Thoughts swirl about our minds. In our homes, how do we want to spend family time, what will we use our money to buy, what types of things will we eat? In our communities, what events will we attend, what groups will we support, who will we help? In our countries, which leaders will we vote for, what causes and institutions will we back such as schools and hospitals? What will we do with our life?

 Whilst these are all worthwhile to consider, they lead us to make a fundamental mistake.

In answering the big question “If this is the world, what kind of mark do I want to leave on it?” we nearly all jump to asking “So what do I want to do in this world?” But doing is not our purpose – knowing what I want to do only tells me the how of my future life!

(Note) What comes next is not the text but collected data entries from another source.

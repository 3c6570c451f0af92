//! End-to-end scenarios driving two [`Node`]s across a real
//! [`SerialTransport`] wire, matching the literal values spec'd for this
//! crate's six canonical integration scenarios: heartbeat round-trip,
//! a GetInfo-shaped service request, an ExecuteCommand-shaped unknown-code
//! reply, a request timeout, out-of-band byte pass-through, and serial
//! transmit priority ordering under queue overflow.

use std::cell::RefCell;
use std::collections::VecDeque;
use std::rc::Rc;

use cyphal::hash::datatype_hash;
use cyphal::node::Node;
use cyphal::sink::ByteSink;
use cyphal::tasks::HeartbeatTask;
use cyphal::transport::serial::SerialTransport;
use cyphal::transport::Transport;
use cyphal::types::NodeId;
use cyphal::{Priority, Transfer, TransferHeader, TransferKind};

/// One end of a full-duplex in-memory wire: bytes written here land in
/// `inbox` (the peer end's queue), and reads drain `inbox` (what the peer
/// wrote). `std` is available freely in integration tests even though the
/// library itself is `no_std`.
struct DuplexEnd {
    outbox: Rc<RefCell<VecDeque<u8>>>,
    inbox: Rc<RefCell<VecDeque<u8>>>,
}

impl ByteSink for DuplexEnd {
    fn read(&mut self, buf: &mut [u8]) -> usize {
        let mut q = self.inbox.borrow_mut();
        let n = buf.len().min(q.len());
        for slot in buf.iter_mut().take(n) {
            *slot = q.pop_front().unwrap();
        }
        n
    }

    fn write(&mut self, data: &[u8]) -> usize {
        let mut q = self.outbox.borrow_mut();
        q.extend(data.iter().copied());
        data.len()
    }

    fn flush(&mut self) {}

    fn available_read(&self) -> usize {
        self.inbox.borrow().len()
    }

    fn available_write(&self) -> usize {
        usize::MAX
    }
}

fn duplex_pair() -> (DuplexEnd, DuplexEnd) {
    let a_to_b = Rc::new(RefCell::new(VecDeque::new()));
    let b_to_a = Rc::new(RefCell::new(VecDeque::new()));
    (
        DuplexEnd {
            outbox: a_to_b.clone(),
            inbox: b_to_a.clone(),
        },
        DuplexEnd {
            outbox: b_to_a,
            inbox: a_to_b,
        },
    )
}

/// A sink with nothing to read and a scratch outbox, paired with a handle
/// to that outbox so a test can drain whatever gets written to it after
/// handing the sink's ownership to a transport.
fn sink_with_drain() -> (DuplexEnd, Rc<RefCell<VecDeque<u8>>>) {
    let outbox = Rc::new(RefCell::new(VecDeque::new()));
    let sink = DuplexEnd {
        outbox: outbox.clone(),
        inbox: Rc::new(RefCell::new(VecDeque::new())),
    };
    (sink, outbox)
}

/// A sink pre-loaded with `bytes` to read and a scratch outbox for
/// whatever it writes back.
fn sink_with(bytes: &[u8]) -> DuplexEnd {
    DuplexEnd {
        outbox: Rc::new(RefCell::new(VecDeque::new())),
        inbox: Rc::new(RefCell::new(VecDeque::from(bytes.to_vec()))),
    }
}

/// Two nodes, each with a serial transport wired to the other over an
/// in-memory duplex channel.
fn connected(id_a: NodeId, id_b: NodeId) -> (Node, Node) {
    let (end_a, end_b) = duplex_pair();
    let mut a = Node::new(id_a, || 0);
    let mut b = Node::new(id_b, || 0);
    a.add_transport(Box::new(SerialTransport::<_, 8>::new(end_a)));
    b.add_transport(Box::new(SerialTransport::<_, 8>::new(end_b)));
    (a, b)
}

/// Advances both nodes' clocks together by 1 ms per step, enough steps for
/// a handful of small frames to cross the wire in both directions.
fn pump(nodes: &mut [&mut Node], t: &mut u32, steps: u32) {
    for _ in 0..steps {
        *t += 1;
        for n in nodes.iter_mut() {
            n.poll(*t, 1);
        }
    }
}

#[test]
fn heartbeat_round_trip() {
    // §8 scenario 1, carried over a real serial wire rather than dispatched
    // in-process: publisher id 42, subject 32085.
    let (mut publisher, mut receiver) = connected(42, 99);
    publisher.add_task(Box::new(HeartbeatTask::new()));

    let seen: Rc<RefCell<Vec<(NodeId, u32, u8)>>> = Rc::new(RefCell::new(Vec::new()));
    let seen_cb = seen.clone();
    receiver.subscribe(
        32085,
        "uavcan.node.Heartbeat.1.0",
        Box::new(move |remote, mut ins| {
            let mut uptime = 0u32;
            let mut s0 = 0u8;
            ins.read_u32(&mut uptime).read_u8(&mut s0);
            seen_cb.borrow_mut().push((remote, uptime, s0));
        }),
    );

    let mut t = 0u32;
    pump(&mut [&mut publisher, &mut receiver], &mut t, 50);

    let got = seen.borrow();
    assert!(!got.is_empty(), "heartbeat never arrived over the wire");
    let (remote, uptime, status0) = got[0];
    assert_eq!(remote, 42);
    assert_eq!(uptime, 0);
    // Initialization mode: (0<<6)|(1<<3)|0 = 0x08.
    assert_eq!(status0, 0x08);
}

#[test]
fn get_info_service_round_trip() {
    // §8 scenario 2.
    let (mut a, mut b) = connected(42, 7);
    let datatype = datatype_hash("uavcan.node.GetInfo.1.0");

    b.define_service(
        430,
        "uavcan.node.GetInfo.1.0",
        Box::new(move |_node, _remote, _ins, replier| {
            replier.reply(|out| {
                out.write_u8(1) // protocol_version.major
                    .write_u8(0) // protocol_version.minor
                    .write_u8(8); // name length
                for byte in b"ESP 8266" {
                    out.write_u8(*byte);
                }
            });
        }),
    );

    let reply: Rc<RefCell<Option<Vec<u8>>>> = Rc::new(RefCell::new(None));
    let reply_cb = reply.clone();
    a.request(
        7,
        430,
        datatype,
        Priority::Nominal,
        &[],
        Box::new(move |resp| {
            if let Some(mut ins) = resp {
                let mut buf = [0u8; 10];
                let n = ins.remaining().min(buf.len());
                for slot in buf.iter_mut().take(n) {
                    ins.read_u8(slot);
                }
                *reply_cb.borrow_mut() = Some(buf[..n].to_vec());
            }
        }),
    );

    let mut t = 0u32;
    pump(&mut [&mut a, &mut b], &mut t, 50);

    let got = reply.borrow();
    let bytes = got.as_ref().expect("GetInfo reply never arrived");
    assert_eq!(bytes[0], 1);
    assert_eq!(bytes[1], 0);
    assert_eq!(bytes[2], 8);
    assert_eq!(&bytes[3..11], b"ESP 8266");
}

#[test]
fn execute_command_unknown_code_yields_expected_status() {
    // §8 scenario 3: command=100 -> status=3, command=65535 -> status=5.
    let (mut a, mut b) = connected(42, 7);
    let datatype = datatype_hash("uavcan.node.ExecuteCommand.1.0");

    b.define_service(
        435,
        "uavcan.node.ExecuteCommand.1.0",
        Box::new(move |_node, _remote, mut ins, replier| {
            let mut command = 0u16;
            ins.read_u16(&mut command);
            let status: u8 = match command {
                100 => 3,
                65535 => 5,
                _ => 0,
            };
            replier.reply(|out| {
                out.write_u8(status);
            });
        }),
    );

    let statuses: Rc<RefCell<Vec<u8>>> = Rc::new(RefCell::new(Vec::new()));
    let mut t = 0u32;

    for command in [100u16, 65535u16] {
        let mut payload = [0u8; 3];
        payload[0..2].copy_from_slice(&command.to_le_bytes());
        payload[2] = b'x';
        let statuses_cb = statuses.clone();
        a.request(
            7,
            435,
            datatype,
            Priority::Nominal,
            &payload,
            Box::new(move |resp| {
                if let Some(mut ins) = resp {
                    let mut status = 0u8;
                    ins.read_u8(&mut status);
                    statuses_cb.borrow_mut().push(status);
                }
            }),
        );
        pump(&mut [&mut a, &mut b], &mut t, 50);
    }

    assert_eq!(*statuses.borrow(), vec![3u8, 5u8]);
}

#[test]
fn request_times_out_with_empty_input_and_clears_inflight() {
    // §8 scenario 4: no handler at all on the far side, so no response is
    // ever sent; the deadline itself fires the callback.
    let (mut a, mut b) = connected(42, 7);

    let fired = Rc::new(RefCell::new(0u32));
    let got_none = Rc::new(RefCell::new(false));
    let fired_cb = fired.clone();
    let got_none_cb = got_none.clone();
    a.request(
        7,
        999,
        0,
        Priority::Nominal,
        &[],
        Box::new(move |resp| {
            *fired_cb.borrow_mut() += 1;
            *got_none_cb.borrow_mut() = resp.is_none();
        }),
    );

    let mut t = 0u32;
    // A handful of steps to let the (unanswered) request reach b, then run
    // the clock past the 2000 ms deadline.
    pump(&mut [&mut a, &mut b], &mut t, 50);
    pump(&mut [&mut a, &mut b], &mut t, 2000);

    assert_eq!(*fired.borrow(), 1);
    assert!(*got_none.borrow());
}

#[test]
fn oob_bytes_pass_through_around_a_frame() {
    // §8 scenario 5, built from a standalone transport (not Node-owned) so
    // the test can hand-assemble the exact byte stream in the scenario.
    let (tx_sink, tx_outbox) = sink_with_drain();
    let mut tx: SerialTransport<_, 8> = SerialTransport::new(tx_sink);

    let header = TransferHeader {
        timestamp: cyphal::time::Timestamp::UNSET,
        priority: Priority::Nominal,
        kind: TransferKind::Message,
        port_id: 1,
        datatype: 0,
        local_node_id: 1,
        remote_node_id: 0xFFFF,
        transfer_id: 0,
    };
    let transfer = Transfer::new(header, &[], None);
    tx.send(&transfer);
    drop(transfer);
    for _ in 0..8 {
        tx.poll(0, 0, &mut |_, _| {});
    }
    let framed: Vec<u8> = tx_outbox.borrow_mut().drain(..).collect();

    let mut stream: Vec<u8> = Vec::new();
    stream.extend_from_slice(b"HELLO\r\n");
    stream.extend_from_slice(&framed);
    stream.extend_from_slice(b"BYE");

    let oob: Rc<RefCell<Vec<u8>>> = Rc::new(RefCell::new(Vec::new()));
    let oob_cb = oob.clone();
    let mut rx: SerialTransport<_, 8> =
        SerialTransport::with_oob_handler(sink_with(&stream), Box::new(move |b| oob_cb.borrow_mut().extend_from_slice(b)));

    let count = Rc::new(RefCell::new(0u32));
    let count_cb = count.clone();
    rx.poll(0, 0, &mut |_, _| *count_cb.borrow_mut() += 1);

    assert_eq!(*count.borrow(), 1);
    assert_eq!(&*oob.borrow(), b"HELLO\r\nBYE");
}

#[test]
fn serial_tx_priority_ordering_survives_the_wire() {
    // §8 scenario 6: queue capacity 4, priorities {3,1,4,1,5} enqueued in
    // that order; expected dispatch order off the wire is {1,1,3,4} with
    // the priority-5 entry evicted.
    let (tx_end, rx_end) = duplex_pair();
    let mut tx: SerialTransport<_, 4> = SerialTransport::new(tx_end);
    let mut rx: SerialTransport<_, 4> = SerialTransport::new(rx_end);

    // Only the priority-5 entry (last) is expected to be evicted; its
    // completion is the only one wired up to this counter so a successful
    // transmission of one of the other four can't be mistaken for it.
    let evicted = Rc::new(RefCell::new(0u32));
    for (i, priority_raw) in [3u8, 1, 4, 1, 5].into_iter().enumerate() {
        let priority = match priority_raw {
            0 => Priority::Exceptional,
            1 => Priority::Immediate,
            2 => Priority::Fast,
            3 => Priority::High,
            4 => Priority::Nominal,
            _ => Priority::Low,
        };
        let header = TransferHeader {
            timestamp: cyphal::time::Timestamp::UNSET,
            priority,
            kind: TransferKind::Message,
            port_id: 1,
            datatype: 0,
            local_node_id: 1,
            remote_node_id: 0xFFFF,
            transfer_id: i as u64,
        };
        let on_complete: Option<Box<dyn FnOnce()>> = if priority_raw == 5 {
            let evicted_cb = evicted.clone();
            Some(Box::new(move || {
                *evicted_cb.borrow_mut() += 1;
            }))
        } else {
            None
        };
        let transfer = Transfer::new(header, &[], on_complete);
        tx.send(&transfer);
    }
    assert_eq!(tx.tx_queue_len(), 4);

    let order: Rc<RefCell<Vec<u64>>> = Rc::new(RefCell::new(Vec::new()));
    let order_cb = order.clone();
    for _ in 0..40 {
        tx.poll(0, 0, &mut |_, _| {});
        rx.poll(0, 0, &mut |h, _| order_cb.borrow_mut().push(h.transfer_id));
    }

    assert_eq!(*order.borrow(), vec![1u64, 3, 0, 2]);
    assert_eq!(*evicted.borrow(), 1, "priority-5 entry should have been evicted without transmission");
}
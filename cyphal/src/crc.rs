//! CRC-32C (Castagnoli), used for frame/payload integrity and as the
//! primitive inside the datatype hash (see [`crate::hash`]).

use crc_any::CRCu32;

/// Polynomial 0x1EDC6F41, reflected, initial 0xFFFFFFFF, final XOR
/// 0xFFFFFFFF. `crc32c(b"123456789") == 0xE3069283`.
pub fn crc32c(data: &[u8]) -> u32 {
    let mut crc = CRCu32::create_crc(0x1EDC6F41, 32, 0xFFFFFFFF, 0xFFFFFFFF, true);
    crc.digest(data);
    crc.get_crc()
}

/// Incremental CRC-32C accumulator, for computing a CRC over bytes that are
/// not contiguous in memory (e.g. a frame header followed by its payload).
pub struct Crc32c(CRCu32);

impl Crc32c {
    pub fn new() -> Self {
        Crc32c(CRCu32::create_crc(0x1EDC6F41, 32, 0xFFFFFFFF, 0xFFFFFFFF, true))
    }

    pub fn update(&mut self, data: &[u8]) -> &mut Self {
        self.0.digest(data);
        self
    }

    pub fn finish(&self) -> u32 {
        self.0.get_crc()
    }
}

impl Default for Crc32c {
    fn default() -> Self {
        Self::new()
    }
}
//! Framework-agnostic payment entities.

pub mod order;
pub mod transaction;

pub use order::{Order, OrderStatus, PaymentStatus};
pub use transaction::{Transaction, TransactionState};

use std::fmt;

/// A stored enum column held a value this build does not recognise.
#[derive(Debug, Clone, PartialEq, Eq)]
pub struct UnknownVariant {
    pub kind: &'static str,
    pub value: String,
}

impl fmt::Display for UnknownVariant {
    fn fmt(&self, f: &mut fmt::Formatter<'_>) -> fmt::Result {
        write!(f, "unknown {} '{}'", self.kind, self.value)
    }
}

impl std::error::Error for UnknownVariant {}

Whereas my purpose gets the very essence of who I am, my sealed orders, the use of my unique gifts. It’s a much harder question to answer and so easy to lose sight of in the current environment.

One really simple way to link back to your real purpose is to go to the library.

 Of course, in times of lockdown and social distancing, I am not suggesting you actually get in your car and bang on the doors to the neighbourhood library (nor even walk there). More that you open the library of your mind. Think back to the pivotal books you’ve read or the transformative ideas you found in books. That’s because research shows that reading connects us across time and place, linking us to our purpose.

When I went to the library, I got a sudden flash of a book I read in my late teens. The book, Jonathan Livingston Seagull by Richard Bach, is the story of the seagull who challenges the conformity, limitations and materialism of seagull life, who learns to soar and dive above the clouds, realising that a seagull is an unlimited idea of freedom, an image of the Great Gull. His journey challenges him to learn to forgive, to love and be true to himself; only then can he pass on his wisdom to other birds in the flock, helping them to thrive.

So go to the library – remind yourself of books that matter to you – they can help you see what matters to you in life, your purpose.

Remember that your job is not your purpose in life. It’s simply one channel in which to play out your purpose, your essence, your unique gifts. A colleague once held a mirror up to me, reflecting back the times I had been bold enough to challenge the conformity. It reminded me of Jonathan Livingston seagull soaring in the blue sky of opportunity, and helped me realise that my purpose was to walk alongside people, opening doors, so that they could grow into themselves.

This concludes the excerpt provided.